Electrolytic capacitors are often formed from valve action materials that are capable of being oxidized to form a dielectric layer. Typical valve action metals are niobium and tantalum. More recently, capacitors have been developed that employ an anode made from an electrically conductive oxide of niobium and a niobium pentoxide dielectric. Niobium oxide based capacitors have significant advantages over tantalum capacitors. For example, niobium oxide is more widely available and potentially less expensive to process than tantalum. Niobium oxide capacitors are also more stable against further oxidation and thus less prone to thermal runaway when over-voltaged (or otherwise over-loaded) than tantalum and niobium. Further, niobium oxide has several orders of magnitude higher minimum ignition energy compared to niobium and tantalum. Niobium oxide capacitors may also have a unique high resistance failure mechanism that limits the leakage current to a level below the capacitor's thermal runaway point.

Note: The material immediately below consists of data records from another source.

//! Per-component supervision state machine.
//!
//! # States
//! - Nominal: responding, or missed fewer than `warn` pings
//! - Warning: `warn` or more consecutive misses
//! - Failed: `fatal` or more consecutive misses; terminal for the episode
//! - Disabled: supervision switched off, nothing is counted
//!
//! # State Transitions
//! ```text
//! Nominal → Warning: consecutive misses >= warn
//! Warning → Failed:  consecutive misses >= fatal
//! any     → Nominal: ping response (counter reset, episode ends)
//! ```
//!
//! # Design Decisions
//! - Warning and fatal are evaluated in the same step, warning first, so
//!   `warn == fatal` produces both
//! - Once failed, further misses are counted but never signalled again

use serde::{Deserialize, Serialize};
use strum::Display;

use crate::topology::{ComponentId, PingEntry};

/// Health classification of one supervised component.
#[derive(Debug, Clone, Copy, PartialEq, Eq, Display)]
#[strum(serialize_all = "snake_case")]
pub enum ComponentHealth {
    Nominal,
    Warning,
    Failed,
    Disabled,
}

/// When a warning signal is repeated within one failure episode.
#[derive(Debug, Clone, Copy, Default, PartialEq, Eq, Deserialize, Serialize, Display)]
#[serde(rename_all = "snake_case")]
#[strum(serialize_all = "snake_case")]
pub enum WarnPolicy {
    /// Warn when the miss counter first reaches `warn`.
    #[default]
    OncePerEpisode,
    /// Warn on every miss at or above `warn` until fatal.
    EveryCycle,
}

/// Result of one ping cycle for one component.
#[derive(Debug, Clone, Copy, PartialEq, Eq)]
pub enum PingOutcome {
    Responded,
    Missed,
}

#[derive(Debug, Clone, Copy, PartialEq, Eq, Display)]
#[strum(serialize_all = "snake_case")]
pub enum Severity {
    Warning,
    Fatal,
}

/// Signal emitted when a threshold is reached.
#[derive(Debug, Clone, Copy, PartialEq, Eq)]
pub enum HealthSignal {
    Warning { component: ComponentId, misses: u32 },
    Fatal { component: ComponentId, misses: u32 },
}

impl HealthSignal {
    pub fn component(&self) -> ComponentId {
        match self {
            HealthSignal::Warning { component, .. } | HealthSignal::Fatal { component, .. } => *component,
        }
    }

    pub fn misses(&self) -> u32 {
        match self {
            HealthSignal::Warning { misses, .. } | HealthSignal::Fatal { misses, .. } => *misses,
        }
    }

    pub fn severity(&self) -> Severity {
        match self {
            HealthSignal::Warning { .. } => Severity::Warning,
            HealthSignal::Fatal { .. } => Severity::Fatal,
        }
    }
}

/// Which thresholds a single miss crossed.
#[derive(Debug, Clone, Copy, Default, PartialEq, Eq)]
pub struct MissOutcome {
    pub warn: bool,
    pub fatal: bool,
}

/// Live supervision state for one component.
#[derive(Debug, Clone)]
pub struct SupervisedState {
    thresholds: PingEntry,
    misses: u32,
    warned: bool,
    failed: bool,
    enabled: bool,
}

impl SupervisedState {
    pub fn new(thresholds: PingEntry) -> Self {
        Self {
            thresholds,
            misses: 0,
            warned: false,
            failed: false,
            enabled: true,
        }
    }

    pub fn thresholds(&self) -> PingEntry {
        self.thresholds
    }

    /// Replace the thresholds, keeping the live counter.
    ///
    /// A warning not yet reached under the new `warn` is re-armed. An episode
    /// that already escalated stays failed; otherwise the next miss at or
    /// above the new `fatal` escalates.
    pub fn set_thresholds(&mut self, thresholds: PingEntry) {
        self.thresholds = thresholds;
        if self.misses < thresholds.warn {
            self.warned = false;
        }
    }

    pub fn consecutive_misses(&self) -> u32 {
        self.misses
    }

    pub fn is_enabled(&self) -> bool {
        self.enabled
    }

    /// Enable or disable supervision.
    ///
    /// A change of state starts a fresh episode; a redundant call is a no-op.
    pub fn set_enabled(&mut self, enabled: bool) {
        if self.enabled != enabled {
            self.enabled = enabled;
            self.reset();
        }
    }

    pub fn health(&self) -> ComponentHealth {
        if !self.enabled {
            ComponentHealth::Disabled
        } else if self.failed {
            ComponentHealth::Failed
        } else if self.warned {
            ComponentHealth::Warning
        } else {
            ComponentHealth::Nominal
        }
    }

    /// Record a response. Returns the miss count of the episode it ended, if any.
    pub fn mark_response(&mut self) -> Option<u32> {
        if !self.enabled || self.misses == 0 {
            return None;
        }
        let ended = self.misses;
        self.reset();
        Some(ended)
    }

    /// Record a missed ping and report which thresholds it crossed.
    pub fn mark_miss(&mut self, policy: WarnPolicy) -> MissOutcome {
        if !self.enabled {
            return MissOutcome::default();
        }

        self.misses = self.misses.saturating_add(1);

        // Episode already escalated
        if self.failed {
            return MissOutcome::default();
        }

        let mut outcome = MissOutcome::default();

        if self.misses >= self.thresholds.warn {
            outcome.warn = match policy {
                WarnPolicy::OncePerEpisode => !self.warned,
                WarnPolicy::EveryCycle => true,
            };
            self.warned = true;
        }

        if self.misses >= self.thresholds.fatal {
            outcome.fatal = true;
            self.failed = true;
        }

        outcome
    }

    fn reset(&mut self) {
        self.misses = 0;
        self.warned = false;
        self.failed = false;
    }
}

Despite the many benefits afforded by such ceramic-based (e.g., niobium oxide) capacitors, their use in high voltage applications (e.g., rated voltage of 16, 20 or 35 volts) has often been limited due to the relatively low breakdown strength of the dielectric. Generally speaking, as the charge and voltage on a capacitor is increased, free electrons will eventually become accelerated to velocities that can liberate additional electrons during collisions with neutral atoms or molecules in a process called avalanche breakdown. Breakdown occurs quite abruptly (typically in nanoseconds), resulting in the formation of an electrically conductive path and a disruptive discharge through the material. Capacitor damage or destruction can occur in such situations. In niobium oxide capacitors, it is believed that the oxygen vacancies of Nb2O5-x act as electron donors that cause the anodic oxide to function as an n-type semiconductor. Unfortunately, it is believed that Schottky-type point defects are prevalent in the n-type semiconductor in which oxygen atoms leave their site in the lattice structure (thereby creating an oxygen vacancy) and move to the areas with lower concentration. In the case of niobium oxide capacitors, it is believed that the oxygen gradient on the interface between the niobium monoxide anode and niobium pentoxide dielectric drives the oxygen atoms to diffuse into the areas with lower concentration in the niobium monoxide, thereby creating oxygen vacancies in the dielectric. Those defects may form deep traps in the dielectric, which can store the electrical charge and serve as the source of charge carrier transport by Poole-Frenkel and tunneling mechanisms under the application of DC voltage. The application of high voltage and temperature further accelerates the oxygen diffusion and increases the number of defects in dielectric. This leads to leakage current instability at accelerated temperature and voltage load, which may limit the use of such capacitors at higher application voltages.
As such, a need currently exists for an electrolytic capacitor formed from a ceramic-based anode that is able to operate at relatively high voltages.